Problem to work on -> Nothing but the lines below between the line holding "use sqlx::Row;" and the line holding "async fn delete_subscription(&self, id: Uuid)", inclusive, should appear in the answer, each set down exactly.

Exercise data ->
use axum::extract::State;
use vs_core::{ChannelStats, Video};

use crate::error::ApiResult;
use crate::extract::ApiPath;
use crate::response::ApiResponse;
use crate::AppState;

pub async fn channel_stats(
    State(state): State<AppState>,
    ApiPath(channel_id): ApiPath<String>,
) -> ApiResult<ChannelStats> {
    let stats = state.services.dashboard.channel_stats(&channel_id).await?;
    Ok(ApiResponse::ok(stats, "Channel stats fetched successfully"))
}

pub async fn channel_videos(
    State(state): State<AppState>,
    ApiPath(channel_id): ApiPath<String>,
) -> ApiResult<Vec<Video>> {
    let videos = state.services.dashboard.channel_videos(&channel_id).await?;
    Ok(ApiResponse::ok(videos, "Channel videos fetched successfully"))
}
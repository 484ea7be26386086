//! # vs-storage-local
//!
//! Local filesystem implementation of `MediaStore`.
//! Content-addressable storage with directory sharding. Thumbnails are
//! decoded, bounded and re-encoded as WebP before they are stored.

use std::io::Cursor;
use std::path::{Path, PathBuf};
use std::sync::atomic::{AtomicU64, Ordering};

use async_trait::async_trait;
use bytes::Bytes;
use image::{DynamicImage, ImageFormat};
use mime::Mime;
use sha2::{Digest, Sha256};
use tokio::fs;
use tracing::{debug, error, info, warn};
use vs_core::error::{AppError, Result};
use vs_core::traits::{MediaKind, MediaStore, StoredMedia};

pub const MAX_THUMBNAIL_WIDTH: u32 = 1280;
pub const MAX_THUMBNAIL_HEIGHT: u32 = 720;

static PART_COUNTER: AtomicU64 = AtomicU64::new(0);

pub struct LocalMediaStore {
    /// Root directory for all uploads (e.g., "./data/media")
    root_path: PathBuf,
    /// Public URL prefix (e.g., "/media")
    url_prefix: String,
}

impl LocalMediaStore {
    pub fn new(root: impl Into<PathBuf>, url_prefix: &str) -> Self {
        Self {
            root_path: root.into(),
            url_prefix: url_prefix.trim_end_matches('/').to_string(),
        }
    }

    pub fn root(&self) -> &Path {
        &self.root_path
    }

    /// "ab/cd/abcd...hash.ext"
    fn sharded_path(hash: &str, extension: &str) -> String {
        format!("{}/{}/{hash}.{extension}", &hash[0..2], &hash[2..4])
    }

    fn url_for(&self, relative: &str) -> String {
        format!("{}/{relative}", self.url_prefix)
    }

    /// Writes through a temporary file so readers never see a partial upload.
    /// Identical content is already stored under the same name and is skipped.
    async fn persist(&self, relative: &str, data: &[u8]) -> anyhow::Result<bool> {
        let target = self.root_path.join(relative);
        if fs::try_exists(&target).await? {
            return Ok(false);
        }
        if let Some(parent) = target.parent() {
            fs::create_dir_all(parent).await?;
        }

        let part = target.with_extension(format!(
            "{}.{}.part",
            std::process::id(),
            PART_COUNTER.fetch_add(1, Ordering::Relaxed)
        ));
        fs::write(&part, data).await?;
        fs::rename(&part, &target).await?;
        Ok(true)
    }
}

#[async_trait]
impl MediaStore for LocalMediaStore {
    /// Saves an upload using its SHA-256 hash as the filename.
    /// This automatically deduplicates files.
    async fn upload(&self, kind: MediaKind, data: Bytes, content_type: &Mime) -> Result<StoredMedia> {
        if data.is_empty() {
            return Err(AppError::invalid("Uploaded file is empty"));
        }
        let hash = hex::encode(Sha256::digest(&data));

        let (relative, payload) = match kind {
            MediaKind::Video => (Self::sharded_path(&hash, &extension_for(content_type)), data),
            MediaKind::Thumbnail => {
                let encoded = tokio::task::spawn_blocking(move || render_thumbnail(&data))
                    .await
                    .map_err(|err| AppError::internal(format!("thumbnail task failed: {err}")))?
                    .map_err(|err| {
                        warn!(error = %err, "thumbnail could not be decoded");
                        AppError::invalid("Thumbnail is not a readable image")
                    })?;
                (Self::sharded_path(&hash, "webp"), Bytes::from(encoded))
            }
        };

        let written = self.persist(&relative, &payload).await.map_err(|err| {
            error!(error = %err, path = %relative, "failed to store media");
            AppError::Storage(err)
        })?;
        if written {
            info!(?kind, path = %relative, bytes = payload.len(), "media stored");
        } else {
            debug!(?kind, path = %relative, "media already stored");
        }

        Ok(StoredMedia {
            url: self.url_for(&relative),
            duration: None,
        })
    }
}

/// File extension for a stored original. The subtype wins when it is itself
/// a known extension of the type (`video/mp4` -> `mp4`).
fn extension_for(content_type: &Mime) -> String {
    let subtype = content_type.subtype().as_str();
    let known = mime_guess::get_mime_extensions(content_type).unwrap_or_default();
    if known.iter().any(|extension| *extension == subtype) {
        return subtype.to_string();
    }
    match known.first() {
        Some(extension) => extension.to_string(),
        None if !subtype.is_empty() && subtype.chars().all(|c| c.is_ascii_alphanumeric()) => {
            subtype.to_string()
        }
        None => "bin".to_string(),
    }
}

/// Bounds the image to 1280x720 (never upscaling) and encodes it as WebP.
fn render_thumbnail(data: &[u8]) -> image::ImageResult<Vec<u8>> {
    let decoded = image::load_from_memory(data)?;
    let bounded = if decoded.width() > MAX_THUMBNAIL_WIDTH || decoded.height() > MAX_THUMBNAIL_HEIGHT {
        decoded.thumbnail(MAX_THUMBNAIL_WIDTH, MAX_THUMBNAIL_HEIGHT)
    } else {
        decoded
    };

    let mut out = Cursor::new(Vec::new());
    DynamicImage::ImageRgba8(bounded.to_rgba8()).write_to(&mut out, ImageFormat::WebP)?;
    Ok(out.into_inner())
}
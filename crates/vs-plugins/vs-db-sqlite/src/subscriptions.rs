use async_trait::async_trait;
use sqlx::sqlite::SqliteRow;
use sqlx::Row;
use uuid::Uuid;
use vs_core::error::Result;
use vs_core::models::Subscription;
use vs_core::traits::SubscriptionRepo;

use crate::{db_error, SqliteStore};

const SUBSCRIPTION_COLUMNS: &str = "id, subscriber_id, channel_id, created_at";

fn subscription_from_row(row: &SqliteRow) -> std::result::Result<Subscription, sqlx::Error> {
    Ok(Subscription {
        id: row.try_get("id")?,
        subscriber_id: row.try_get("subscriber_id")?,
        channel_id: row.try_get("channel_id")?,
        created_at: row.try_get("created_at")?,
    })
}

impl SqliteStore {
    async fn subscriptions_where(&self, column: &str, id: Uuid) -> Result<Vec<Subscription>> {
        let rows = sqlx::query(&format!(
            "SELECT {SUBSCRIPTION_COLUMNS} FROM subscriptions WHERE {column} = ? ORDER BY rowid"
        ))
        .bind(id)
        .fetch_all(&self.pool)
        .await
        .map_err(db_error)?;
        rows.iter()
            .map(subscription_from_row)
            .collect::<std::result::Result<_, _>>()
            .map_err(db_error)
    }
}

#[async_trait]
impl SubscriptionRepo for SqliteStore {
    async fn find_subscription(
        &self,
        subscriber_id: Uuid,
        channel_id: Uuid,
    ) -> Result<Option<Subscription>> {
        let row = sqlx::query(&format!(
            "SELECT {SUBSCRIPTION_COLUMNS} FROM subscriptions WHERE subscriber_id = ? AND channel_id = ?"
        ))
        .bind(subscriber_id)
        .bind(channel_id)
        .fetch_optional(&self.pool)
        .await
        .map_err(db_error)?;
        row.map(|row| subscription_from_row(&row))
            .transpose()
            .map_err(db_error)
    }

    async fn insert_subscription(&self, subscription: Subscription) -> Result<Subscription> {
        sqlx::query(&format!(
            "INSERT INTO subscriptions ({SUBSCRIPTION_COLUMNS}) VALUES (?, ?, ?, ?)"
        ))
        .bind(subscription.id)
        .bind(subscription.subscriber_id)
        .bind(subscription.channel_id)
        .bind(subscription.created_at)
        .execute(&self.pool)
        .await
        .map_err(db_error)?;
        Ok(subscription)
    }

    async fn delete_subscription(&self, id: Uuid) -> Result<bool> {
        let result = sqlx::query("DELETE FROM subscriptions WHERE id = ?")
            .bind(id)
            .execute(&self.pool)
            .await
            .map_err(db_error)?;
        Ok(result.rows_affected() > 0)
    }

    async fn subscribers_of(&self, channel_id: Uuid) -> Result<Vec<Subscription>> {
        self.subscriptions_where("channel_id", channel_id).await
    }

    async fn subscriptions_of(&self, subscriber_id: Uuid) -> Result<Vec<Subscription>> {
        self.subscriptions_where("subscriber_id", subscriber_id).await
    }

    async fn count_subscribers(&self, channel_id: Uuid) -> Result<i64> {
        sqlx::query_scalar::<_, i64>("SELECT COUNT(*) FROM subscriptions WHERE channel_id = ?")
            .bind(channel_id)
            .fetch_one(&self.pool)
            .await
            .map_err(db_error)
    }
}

Completed task ->
use sqlx::Row;
use uuid::Uuid;
use vs_core::error::Result;
use vs_core::models::Subscription;
use vs_core::traits::SubscriptionRepo;

use crate::{db_error, SqliteStore};

const SUBSCRIPTION_COLUMNS: &str = "id, subscriber_id, channel_id, created_at";

fn subscription_from_row(row: &SqliteRow) -> std::result::Result<Subscription, sqlx::Error> {
    Ok(Subscription {
        id: row.try_get("id")?,
        subscriber_id: row.try_get("subscriber_id")?,
        channel_id: row.try_get("channel_id")?,
        created_at: row.try_get("created_at")?,
    })
}

impl SqliteStore {
    async fn subscriptions_where(&self, column: &str, id: Uuid) -> Result<Vec<Subscription>> {
        let rows = sqlx::query(&format!(
            "SELECT {SUBSCRIPTION_COLUMNS} FROM subscriptions WHERE {column} = ? ORDER BY rowid"
        ))
        .bind(id)
        .fetch_all(&self.pool)
        .await
        .map_err(db_error)?;
        rows.iter()
            .map(subscription_from_row)
            .collect::<std::result::Result<_, _>>()
            .map_err(db_error)
    }
}

#[async_trait]
impl SubscriptionRepo for SqliteStore {
    async fn find_subscription(
        &self,
        subscriber_id: Uuid,
        channel_id: Uuid,
    ) -> Result<Option<Subscription>> {
        let row = sqlx::query(&format!(
            "SELECT {SUBSCRIPTION_COLUMNS} FROM subscriptions WHERE subscriber_id = ? AND channel_id = ?"
        ))
        .bind(subscriber_id)
        .bind(channel_id)
        .fetch_optional(&self.pool)
        .await
        .map_err(db_error)?;
        row.map(|row| subscription_from_row(&row))
            .transpose()
            .map_err(db_error)
    }

    async fn insert_subscription(&self, subscription: Subscription) -> Result<Subscription> {
        sqlx::query(&format!(
            "INSERT INTO subscriptions ({SUBSCRIPTION_COLUMNS}) VALUES (?, ?, ?, ?)"
        ))
        .bind(subscription.id)
        .bind(subscription.subscriber_id)
        .bind(subscription.channel_id)
        .bind(subscription.created_at)
        .execute(&self.pool)
        .await
        .map_err(db_error)?;
        Ok(subscription)
    }

    async fn delete_subscription(&self, id: Uuid) -> Result<bool> {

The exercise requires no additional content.